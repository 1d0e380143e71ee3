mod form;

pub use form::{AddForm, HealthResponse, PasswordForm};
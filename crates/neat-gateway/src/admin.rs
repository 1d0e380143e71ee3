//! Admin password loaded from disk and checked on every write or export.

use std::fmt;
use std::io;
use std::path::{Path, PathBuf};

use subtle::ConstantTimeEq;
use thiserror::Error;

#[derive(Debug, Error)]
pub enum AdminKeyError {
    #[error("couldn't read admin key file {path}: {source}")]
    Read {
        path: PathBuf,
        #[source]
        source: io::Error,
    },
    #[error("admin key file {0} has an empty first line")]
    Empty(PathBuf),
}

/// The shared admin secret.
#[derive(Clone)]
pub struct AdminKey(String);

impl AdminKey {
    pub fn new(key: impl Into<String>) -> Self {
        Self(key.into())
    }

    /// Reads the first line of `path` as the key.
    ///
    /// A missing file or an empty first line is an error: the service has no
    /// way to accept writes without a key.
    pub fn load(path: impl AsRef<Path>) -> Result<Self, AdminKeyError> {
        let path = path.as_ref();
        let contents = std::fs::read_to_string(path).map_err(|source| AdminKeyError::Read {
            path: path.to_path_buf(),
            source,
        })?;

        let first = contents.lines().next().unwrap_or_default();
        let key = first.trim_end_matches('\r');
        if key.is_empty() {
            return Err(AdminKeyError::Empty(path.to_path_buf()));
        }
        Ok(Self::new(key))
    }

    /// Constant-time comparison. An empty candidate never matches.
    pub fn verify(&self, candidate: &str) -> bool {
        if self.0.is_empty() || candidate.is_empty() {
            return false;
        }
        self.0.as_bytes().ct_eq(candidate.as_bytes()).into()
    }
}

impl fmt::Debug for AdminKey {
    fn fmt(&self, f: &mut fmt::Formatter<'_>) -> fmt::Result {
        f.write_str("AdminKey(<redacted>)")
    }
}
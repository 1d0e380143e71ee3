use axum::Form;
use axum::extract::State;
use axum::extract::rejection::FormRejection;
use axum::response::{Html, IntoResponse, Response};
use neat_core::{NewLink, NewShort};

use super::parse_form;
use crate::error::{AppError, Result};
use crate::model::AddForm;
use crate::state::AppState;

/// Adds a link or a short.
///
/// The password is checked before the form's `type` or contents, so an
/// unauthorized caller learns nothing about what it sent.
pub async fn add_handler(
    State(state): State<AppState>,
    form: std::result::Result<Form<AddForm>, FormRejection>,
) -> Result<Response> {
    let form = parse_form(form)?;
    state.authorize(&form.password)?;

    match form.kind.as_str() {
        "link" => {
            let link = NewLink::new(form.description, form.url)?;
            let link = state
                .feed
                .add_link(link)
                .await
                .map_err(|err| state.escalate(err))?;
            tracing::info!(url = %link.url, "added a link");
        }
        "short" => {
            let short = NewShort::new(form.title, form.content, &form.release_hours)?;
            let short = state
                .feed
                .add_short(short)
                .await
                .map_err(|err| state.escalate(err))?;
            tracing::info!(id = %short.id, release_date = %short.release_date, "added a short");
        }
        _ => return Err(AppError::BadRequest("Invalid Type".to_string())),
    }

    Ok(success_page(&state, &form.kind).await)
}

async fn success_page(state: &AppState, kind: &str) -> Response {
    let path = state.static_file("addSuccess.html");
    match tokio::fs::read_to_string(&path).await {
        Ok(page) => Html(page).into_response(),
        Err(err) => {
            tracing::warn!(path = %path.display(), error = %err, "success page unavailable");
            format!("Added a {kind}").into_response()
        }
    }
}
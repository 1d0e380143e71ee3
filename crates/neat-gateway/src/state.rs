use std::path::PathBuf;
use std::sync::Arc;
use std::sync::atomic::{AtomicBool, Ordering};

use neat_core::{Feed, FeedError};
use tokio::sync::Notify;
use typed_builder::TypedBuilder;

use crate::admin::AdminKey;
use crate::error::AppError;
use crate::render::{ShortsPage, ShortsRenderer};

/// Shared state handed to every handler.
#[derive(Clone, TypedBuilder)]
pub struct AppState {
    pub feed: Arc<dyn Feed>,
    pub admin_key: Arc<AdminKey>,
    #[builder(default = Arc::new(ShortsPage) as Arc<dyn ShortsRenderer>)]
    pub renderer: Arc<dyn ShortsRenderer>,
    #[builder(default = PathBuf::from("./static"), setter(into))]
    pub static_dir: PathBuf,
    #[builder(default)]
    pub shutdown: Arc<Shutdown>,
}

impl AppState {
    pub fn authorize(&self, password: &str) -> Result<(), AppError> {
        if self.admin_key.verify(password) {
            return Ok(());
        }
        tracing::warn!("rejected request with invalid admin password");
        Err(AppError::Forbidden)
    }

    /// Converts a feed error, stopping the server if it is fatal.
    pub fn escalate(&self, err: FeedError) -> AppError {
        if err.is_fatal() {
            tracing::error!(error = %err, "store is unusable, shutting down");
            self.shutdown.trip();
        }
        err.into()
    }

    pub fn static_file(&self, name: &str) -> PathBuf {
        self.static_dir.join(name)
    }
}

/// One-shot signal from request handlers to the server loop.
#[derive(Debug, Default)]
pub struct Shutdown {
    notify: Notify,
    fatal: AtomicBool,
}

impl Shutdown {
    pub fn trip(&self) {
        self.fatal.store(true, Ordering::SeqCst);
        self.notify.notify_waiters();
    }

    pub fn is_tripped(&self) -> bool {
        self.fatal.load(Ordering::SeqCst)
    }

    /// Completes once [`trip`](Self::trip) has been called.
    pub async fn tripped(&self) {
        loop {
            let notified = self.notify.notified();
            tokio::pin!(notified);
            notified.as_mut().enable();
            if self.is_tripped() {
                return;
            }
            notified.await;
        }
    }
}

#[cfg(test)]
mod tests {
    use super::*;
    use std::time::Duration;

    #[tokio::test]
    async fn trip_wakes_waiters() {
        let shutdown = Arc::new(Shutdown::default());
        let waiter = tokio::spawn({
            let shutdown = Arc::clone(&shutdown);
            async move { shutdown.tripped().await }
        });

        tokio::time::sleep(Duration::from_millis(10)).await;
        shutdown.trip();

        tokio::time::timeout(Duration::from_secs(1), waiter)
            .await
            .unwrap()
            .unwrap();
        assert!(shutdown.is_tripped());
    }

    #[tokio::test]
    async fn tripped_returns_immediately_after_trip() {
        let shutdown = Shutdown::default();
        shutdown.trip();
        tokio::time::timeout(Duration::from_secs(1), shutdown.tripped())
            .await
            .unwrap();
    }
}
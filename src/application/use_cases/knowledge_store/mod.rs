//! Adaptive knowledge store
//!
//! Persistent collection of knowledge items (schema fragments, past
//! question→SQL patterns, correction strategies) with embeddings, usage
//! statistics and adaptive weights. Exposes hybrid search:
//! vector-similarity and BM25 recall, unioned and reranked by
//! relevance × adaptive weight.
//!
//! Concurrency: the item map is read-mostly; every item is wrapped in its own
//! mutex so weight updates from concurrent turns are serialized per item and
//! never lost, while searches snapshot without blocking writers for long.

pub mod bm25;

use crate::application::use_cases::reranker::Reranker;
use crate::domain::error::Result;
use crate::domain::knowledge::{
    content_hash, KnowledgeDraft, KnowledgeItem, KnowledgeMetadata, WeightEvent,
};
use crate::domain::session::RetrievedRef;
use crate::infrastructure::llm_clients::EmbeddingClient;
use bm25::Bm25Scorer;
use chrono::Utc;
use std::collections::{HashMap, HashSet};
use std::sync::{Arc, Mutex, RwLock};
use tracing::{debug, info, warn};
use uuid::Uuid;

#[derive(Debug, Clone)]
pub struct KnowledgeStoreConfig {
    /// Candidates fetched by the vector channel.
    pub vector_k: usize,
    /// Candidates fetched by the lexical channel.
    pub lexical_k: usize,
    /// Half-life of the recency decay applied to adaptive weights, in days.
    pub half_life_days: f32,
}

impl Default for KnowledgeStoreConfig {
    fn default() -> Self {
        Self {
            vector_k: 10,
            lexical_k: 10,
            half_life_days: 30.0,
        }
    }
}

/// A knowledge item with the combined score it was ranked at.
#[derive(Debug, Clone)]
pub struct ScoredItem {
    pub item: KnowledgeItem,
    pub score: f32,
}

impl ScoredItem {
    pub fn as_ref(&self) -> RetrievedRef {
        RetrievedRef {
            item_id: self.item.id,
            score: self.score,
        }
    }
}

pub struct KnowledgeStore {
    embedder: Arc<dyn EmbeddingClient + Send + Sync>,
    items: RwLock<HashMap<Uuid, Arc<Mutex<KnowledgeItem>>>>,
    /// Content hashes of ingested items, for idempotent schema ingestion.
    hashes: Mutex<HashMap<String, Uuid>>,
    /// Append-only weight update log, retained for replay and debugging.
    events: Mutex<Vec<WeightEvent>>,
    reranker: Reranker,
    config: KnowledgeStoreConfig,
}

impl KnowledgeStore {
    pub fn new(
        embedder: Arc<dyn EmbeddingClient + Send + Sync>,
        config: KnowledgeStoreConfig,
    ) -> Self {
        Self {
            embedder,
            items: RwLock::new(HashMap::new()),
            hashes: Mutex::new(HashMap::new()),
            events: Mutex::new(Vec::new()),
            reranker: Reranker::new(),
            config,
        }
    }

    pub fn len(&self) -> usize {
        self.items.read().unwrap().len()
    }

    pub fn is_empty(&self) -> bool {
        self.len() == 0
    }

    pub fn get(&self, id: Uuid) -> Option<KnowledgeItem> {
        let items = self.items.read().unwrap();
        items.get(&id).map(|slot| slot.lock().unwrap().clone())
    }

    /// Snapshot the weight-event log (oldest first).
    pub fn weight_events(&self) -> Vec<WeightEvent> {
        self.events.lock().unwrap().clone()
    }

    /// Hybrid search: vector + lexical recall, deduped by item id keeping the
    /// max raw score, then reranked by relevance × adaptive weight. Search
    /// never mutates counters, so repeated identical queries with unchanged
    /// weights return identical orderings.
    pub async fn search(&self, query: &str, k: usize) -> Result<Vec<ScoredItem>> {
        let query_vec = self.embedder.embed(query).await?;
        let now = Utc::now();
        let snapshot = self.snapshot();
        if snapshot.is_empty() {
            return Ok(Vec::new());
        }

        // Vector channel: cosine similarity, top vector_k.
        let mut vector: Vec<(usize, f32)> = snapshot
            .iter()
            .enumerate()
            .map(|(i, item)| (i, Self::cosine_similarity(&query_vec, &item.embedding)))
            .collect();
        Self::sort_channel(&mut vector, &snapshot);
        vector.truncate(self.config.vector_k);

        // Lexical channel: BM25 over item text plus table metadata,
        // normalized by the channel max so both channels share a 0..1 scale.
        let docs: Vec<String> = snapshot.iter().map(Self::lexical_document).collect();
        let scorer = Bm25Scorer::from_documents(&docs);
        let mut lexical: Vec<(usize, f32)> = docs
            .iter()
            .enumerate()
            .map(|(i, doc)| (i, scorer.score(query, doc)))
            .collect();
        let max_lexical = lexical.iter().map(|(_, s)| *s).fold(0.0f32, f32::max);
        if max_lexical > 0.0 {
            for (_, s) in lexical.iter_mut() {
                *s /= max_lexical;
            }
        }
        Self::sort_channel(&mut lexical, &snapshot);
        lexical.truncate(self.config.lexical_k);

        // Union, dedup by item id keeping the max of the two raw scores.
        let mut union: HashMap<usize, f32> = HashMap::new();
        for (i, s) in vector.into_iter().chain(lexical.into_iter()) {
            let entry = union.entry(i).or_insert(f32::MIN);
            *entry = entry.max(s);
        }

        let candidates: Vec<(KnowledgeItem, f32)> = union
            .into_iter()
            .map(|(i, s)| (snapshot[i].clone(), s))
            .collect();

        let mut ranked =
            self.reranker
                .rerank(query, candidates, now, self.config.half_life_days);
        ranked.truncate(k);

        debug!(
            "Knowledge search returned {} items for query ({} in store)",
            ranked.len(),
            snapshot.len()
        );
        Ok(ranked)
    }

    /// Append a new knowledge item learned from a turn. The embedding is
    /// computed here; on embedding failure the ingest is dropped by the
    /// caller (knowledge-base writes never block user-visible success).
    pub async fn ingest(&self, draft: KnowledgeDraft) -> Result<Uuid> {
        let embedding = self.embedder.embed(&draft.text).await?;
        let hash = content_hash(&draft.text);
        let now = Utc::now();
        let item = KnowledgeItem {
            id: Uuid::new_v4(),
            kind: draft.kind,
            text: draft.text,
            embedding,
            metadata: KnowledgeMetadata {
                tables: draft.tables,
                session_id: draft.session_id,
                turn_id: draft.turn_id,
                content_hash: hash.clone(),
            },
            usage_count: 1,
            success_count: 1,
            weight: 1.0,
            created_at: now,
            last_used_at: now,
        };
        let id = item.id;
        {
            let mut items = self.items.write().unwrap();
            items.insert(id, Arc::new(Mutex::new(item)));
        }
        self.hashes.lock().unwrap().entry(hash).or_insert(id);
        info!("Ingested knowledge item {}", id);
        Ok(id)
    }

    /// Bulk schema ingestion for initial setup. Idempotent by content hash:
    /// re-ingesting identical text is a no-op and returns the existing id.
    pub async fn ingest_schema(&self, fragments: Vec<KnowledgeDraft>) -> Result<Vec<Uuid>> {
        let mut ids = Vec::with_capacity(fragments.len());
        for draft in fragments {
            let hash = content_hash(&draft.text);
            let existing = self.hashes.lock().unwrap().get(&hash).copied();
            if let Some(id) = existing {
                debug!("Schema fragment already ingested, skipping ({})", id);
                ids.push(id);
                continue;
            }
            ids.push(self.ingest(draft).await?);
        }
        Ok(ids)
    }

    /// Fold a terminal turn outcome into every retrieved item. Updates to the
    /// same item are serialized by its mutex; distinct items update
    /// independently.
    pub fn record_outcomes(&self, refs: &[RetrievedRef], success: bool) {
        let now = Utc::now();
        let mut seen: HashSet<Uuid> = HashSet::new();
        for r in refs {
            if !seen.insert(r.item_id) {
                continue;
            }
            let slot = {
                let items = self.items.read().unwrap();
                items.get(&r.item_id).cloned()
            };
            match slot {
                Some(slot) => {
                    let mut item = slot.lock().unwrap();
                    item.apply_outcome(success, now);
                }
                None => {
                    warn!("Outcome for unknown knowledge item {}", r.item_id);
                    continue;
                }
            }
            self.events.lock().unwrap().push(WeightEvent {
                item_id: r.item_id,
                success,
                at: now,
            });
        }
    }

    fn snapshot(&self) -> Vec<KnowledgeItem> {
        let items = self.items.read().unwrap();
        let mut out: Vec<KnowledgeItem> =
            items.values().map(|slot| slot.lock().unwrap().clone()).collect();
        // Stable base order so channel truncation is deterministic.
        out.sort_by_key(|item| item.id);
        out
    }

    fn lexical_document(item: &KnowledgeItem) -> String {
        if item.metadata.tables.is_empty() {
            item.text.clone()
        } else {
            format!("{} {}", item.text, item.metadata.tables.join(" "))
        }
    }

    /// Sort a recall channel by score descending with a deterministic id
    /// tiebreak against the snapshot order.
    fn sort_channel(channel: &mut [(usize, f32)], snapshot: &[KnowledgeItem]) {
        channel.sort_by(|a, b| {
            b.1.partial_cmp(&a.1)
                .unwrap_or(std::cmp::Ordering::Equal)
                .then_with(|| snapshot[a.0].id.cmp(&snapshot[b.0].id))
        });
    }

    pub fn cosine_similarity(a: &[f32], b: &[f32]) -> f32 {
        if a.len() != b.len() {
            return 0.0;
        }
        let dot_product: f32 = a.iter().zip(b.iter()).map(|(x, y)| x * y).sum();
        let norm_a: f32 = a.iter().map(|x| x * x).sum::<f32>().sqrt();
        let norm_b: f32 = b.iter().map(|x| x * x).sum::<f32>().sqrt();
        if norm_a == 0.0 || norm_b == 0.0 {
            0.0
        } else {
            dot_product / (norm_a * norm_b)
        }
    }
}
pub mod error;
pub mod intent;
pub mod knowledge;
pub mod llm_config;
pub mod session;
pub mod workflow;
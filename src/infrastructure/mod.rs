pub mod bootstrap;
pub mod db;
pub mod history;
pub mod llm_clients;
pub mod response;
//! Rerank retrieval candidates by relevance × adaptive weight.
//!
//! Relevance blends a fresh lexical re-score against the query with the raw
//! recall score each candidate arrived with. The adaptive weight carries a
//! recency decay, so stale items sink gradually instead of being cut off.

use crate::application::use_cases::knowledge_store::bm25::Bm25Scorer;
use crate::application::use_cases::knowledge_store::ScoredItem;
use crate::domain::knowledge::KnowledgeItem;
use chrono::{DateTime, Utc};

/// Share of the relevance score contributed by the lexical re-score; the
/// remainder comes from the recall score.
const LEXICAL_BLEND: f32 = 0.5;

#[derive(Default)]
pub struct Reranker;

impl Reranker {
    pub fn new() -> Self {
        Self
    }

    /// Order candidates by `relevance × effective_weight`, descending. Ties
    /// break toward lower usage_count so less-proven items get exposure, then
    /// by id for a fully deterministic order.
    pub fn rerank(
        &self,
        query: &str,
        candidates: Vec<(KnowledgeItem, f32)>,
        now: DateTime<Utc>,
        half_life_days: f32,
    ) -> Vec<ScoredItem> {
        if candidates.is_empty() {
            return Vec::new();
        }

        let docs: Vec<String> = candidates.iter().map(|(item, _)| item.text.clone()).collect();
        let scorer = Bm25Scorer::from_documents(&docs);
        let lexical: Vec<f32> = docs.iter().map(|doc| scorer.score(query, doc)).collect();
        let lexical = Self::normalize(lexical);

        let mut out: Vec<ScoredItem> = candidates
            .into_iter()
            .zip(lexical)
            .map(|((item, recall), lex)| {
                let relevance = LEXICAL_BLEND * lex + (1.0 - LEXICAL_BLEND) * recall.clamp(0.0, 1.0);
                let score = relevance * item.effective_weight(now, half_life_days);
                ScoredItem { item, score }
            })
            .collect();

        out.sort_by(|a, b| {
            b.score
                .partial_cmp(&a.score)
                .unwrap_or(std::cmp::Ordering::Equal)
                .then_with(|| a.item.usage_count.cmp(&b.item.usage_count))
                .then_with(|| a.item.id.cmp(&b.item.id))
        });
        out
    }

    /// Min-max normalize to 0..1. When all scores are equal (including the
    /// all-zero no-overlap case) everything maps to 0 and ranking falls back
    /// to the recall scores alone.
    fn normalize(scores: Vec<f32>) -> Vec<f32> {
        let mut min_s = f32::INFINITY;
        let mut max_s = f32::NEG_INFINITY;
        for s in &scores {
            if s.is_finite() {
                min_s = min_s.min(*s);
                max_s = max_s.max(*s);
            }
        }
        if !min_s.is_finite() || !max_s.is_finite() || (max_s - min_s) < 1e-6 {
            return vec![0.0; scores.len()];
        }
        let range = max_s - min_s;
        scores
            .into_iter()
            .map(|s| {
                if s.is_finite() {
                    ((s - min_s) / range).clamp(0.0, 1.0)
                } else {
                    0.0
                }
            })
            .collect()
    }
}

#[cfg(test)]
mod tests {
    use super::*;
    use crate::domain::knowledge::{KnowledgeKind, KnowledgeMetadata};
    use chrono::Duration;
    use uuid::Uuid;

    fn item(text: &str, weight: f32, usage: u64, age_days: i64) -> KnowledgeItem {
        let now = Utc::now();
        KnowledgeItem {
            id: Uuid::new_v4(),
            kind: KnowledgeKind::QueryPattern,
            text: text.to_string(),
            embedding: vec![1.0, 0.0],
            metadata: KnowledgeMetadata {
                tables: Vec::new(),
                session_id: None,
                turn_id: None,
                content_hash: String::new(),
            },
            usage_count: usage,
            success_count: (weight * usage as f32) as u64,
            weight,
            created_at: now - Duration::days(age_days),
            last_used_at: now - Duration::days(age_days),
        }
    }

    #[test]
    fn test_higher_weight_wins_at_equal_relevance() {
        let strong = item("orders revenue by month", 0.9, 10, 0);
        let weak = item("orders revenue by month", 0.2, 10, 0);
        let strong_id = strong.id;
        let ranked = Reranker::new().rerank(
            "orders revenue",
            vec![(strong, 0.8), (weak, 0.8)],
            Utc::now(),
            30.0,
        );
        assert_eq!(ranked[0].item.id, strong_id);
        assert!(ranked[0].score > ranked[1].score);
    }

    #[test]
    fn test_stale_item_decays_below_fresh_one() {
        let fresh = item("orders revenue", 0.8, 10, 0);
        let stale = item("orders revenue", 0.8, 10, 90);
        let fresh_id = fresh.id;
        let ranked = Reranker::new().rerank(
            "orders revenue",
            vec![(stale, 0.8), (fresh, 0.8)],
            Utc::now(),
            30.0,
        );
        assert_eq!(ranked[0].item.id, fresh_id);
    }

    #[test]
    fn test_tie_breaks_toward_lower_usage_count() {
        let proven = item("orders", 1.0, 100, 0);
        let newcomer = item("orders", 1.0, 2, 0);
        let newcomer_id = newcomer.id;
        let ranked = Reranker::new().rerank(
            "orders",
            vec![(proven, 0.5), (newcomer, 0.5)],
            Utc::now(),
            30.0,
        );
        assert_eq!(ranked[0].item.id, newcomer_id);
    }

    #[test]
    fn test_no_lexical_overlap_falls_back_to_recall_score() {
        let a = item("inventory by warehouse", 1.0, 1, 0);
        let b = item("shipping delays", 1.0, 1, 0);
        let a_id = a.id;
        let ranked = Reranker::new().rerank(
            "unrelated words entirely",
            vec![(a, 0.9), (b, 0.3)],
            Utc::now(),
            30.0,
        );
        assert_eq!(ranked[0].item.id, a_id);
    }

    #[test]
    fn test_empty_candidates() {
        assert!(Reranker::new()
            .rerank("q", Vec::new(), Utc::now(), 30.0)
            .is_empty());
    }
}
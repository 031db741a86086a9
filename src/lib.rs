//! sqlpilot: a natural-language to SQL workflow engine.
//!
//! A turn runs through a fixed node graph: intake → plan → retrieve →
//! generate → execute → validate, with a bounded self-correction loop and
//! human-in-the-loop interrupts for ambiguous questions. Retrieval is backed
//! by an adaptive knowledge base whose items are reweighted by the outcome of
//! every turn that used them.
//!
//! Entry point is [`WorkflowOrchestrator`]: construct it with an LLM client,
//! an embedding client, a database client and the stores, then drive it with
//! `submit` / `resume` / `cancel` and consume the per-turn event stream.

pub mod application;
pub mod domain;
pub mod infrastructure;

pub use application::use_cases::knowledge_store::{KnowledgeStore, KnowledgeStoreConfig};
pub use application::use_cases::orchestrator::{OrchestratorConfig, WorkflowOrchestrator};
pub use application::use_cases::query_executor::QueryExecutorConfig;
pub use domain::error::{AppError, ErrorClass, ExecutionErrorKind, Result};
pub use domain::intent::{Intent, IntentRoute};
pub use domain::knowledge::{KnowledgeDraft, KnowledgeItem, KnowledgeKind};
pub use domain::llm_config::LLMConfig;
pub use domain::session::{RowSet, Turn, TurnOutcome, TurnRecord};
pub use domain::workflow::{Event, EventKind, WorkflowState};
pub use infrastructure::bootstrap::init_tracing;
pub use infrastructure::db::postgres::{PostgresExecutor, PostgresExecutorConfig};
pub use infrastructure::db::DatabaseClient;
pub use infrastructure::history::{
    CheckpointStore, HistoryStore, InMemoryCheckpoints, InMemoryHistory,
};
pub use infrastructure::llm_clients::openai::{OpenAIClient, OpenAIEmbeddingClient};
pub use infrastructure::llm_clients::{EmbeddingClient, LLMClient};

————————

Activity - For every line of the records above that holds the word "scores", count one, and state the total only.

Response area - 7